In many diagnostic imaging settings, including positron emission tomography (PET), images are typically used for multiple tasks such as detecting disease and quantifying disease. Unlike conventional image reconstruction that optimizes a single objective, this work proposes a multi-objective optimization algorithm for PET image reconstruction to identify a set of images that are optimal for more than one task. This work is reliant on a genetic algorithm to evolve a set of solutions that satisfies two distinct objectives. In this paper, we defined the objectives as the commonly used Poisson log-likelihood function, typically reflective of quantitative accuracy, and a variant of the generalized scan-statistic model, to reflect detection performance. The genetic algorithm uses new mutation and crossover operations at each iteration. After each iteration, the child population is selected with non-dominated sorting to identify the set of solutions along the dominant front or fronts. After multiple iterations, these fronts approach a single non-dominated optimal front, defined as the set of PET images for which none the objective function values can be improved without reducing the opposing objective function. This method was applied to simulated 2D PET data of the heart and liver with hot features. We compared this approach to conventional, single-objective approaches for trading off performance: maximum likelihood estimation with increasing explicit regularization and maximum a posteriori estimation with varying penalty strength. Results demonstrate that the proposed method generates solutions with comparable to improved objective function values compared to the conventional approaches for trading off performance amongst different tasks. In addition, this approach identifies a diverse set of solutions in the multi-objective function space which can be challenging to estimate with single-objective formulations.
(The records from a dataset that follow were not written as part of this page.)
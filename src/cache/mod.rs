//! Tiered cache layer (`SPEC_FULL.md` §4.2): embedding cache,
//! search-result cache, and id↔name maps, each a bounded LRU with
//! per-entry TTL (or none, where the spec calls for content-addressed
//! or unbounded caches). Built on `moka`, the same LRU+TTL crate used
//! across the retrieval-adjacent examples in this corpus for
//! analogous "compute once, reuse across requests" caches — the
//! teacher crate has no cache layer of its own to adapt.
//!
//! All three caches are constructed once at startup by the
//! composition root and shared by reference (`SPEC_FULL.md` §9
//! "Global state") — they are fields on [`crate::AppState`]-equivalent
//! structs, not statics.

pub mod embedding_cache;
pub mod name_maps;
pub mod search_cache;

pub use embedding_cache::EmbeddingCache;
pub use name_maps::NameMaps;
pub use search_cache::SearchCache;

use std::sync::atomic::{AtomicU64, Ordering};

/// Hit/miss counters shared by all three cache kinds.
#[derive(Debug, Default)]
pub struct CacheStats {
    hits: AtomicU64,
    misses: AtomicU64,
}

impl CacheStats {
    pub fn record_hit(&self) {
        self.hits.fetch_add(1, Ordering::Relaxed);
    }

    pub fn record_miss(&self) {
        self.misses.fetch_add(1, Ordering::Relaxed);
    }

    pub fn hits(&self) -> u64 {
        self.hits.load(Ordering::Relaxed)
    }

    pub fn misses(&self) -> u64 {
        self.misses.load(Ordering::Relaxed)
    }

    pub fn hit_rate(&self) -> f64 {
        let hits = self.hits() as f64;
        let total = hits + self.misses() as f64;
        if total == 0.0 {
            0.0
        } else {
            hits / total
        }
    }
}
在许多诊断成像环境中,包括正电子发射断层扫描 (PET),图像通常用于多种任务,例如检测疾病和量化疾病。与优化单个目标的传统图像重建不同,这项工作提出了一种用于 PET 图像重建的多目标优化算法,以识别一组对多个任务都最优的图像。这项工作依赖于遗传算法来进化一组满足两个不同目标的解决方案。在本文中,我们将目标定义为常用的泊松对数似然函数,通常反映定量准确性,以及广义扫描统计模型的变体,以反映检测性能。遗传算法在每次迭代时使用新的突变和交叉操作。在每次迭代之后,使用非支配排序选择子种群,以确定沿着占优前沿或前沿的解决方案集。经过多次迭代后,这些前沿接近单一非占优最优前沿,定义为不存在目标函数值可以提高而不降低相反目标函数值的 PET 图像集。该方法应用于具有热点特征的心脏和肝脏的模拟 2D PET 数据。我们将这种方法与用于权衡性能的传统单目标方法进行了比较:具有递增显式正则化的最大似然估计和具有变化惩罚强度的最大后验估计。结果表明,与用于权衡不同任务之间性能的传统方法相比,所提出的方法生成的解决方案具有可比甚至改进的目标函数值。此外,这种方法在多目标函数空间中识别出一组多样化的解决方案,这对于使用单目标公式来估计可能具有挑战性。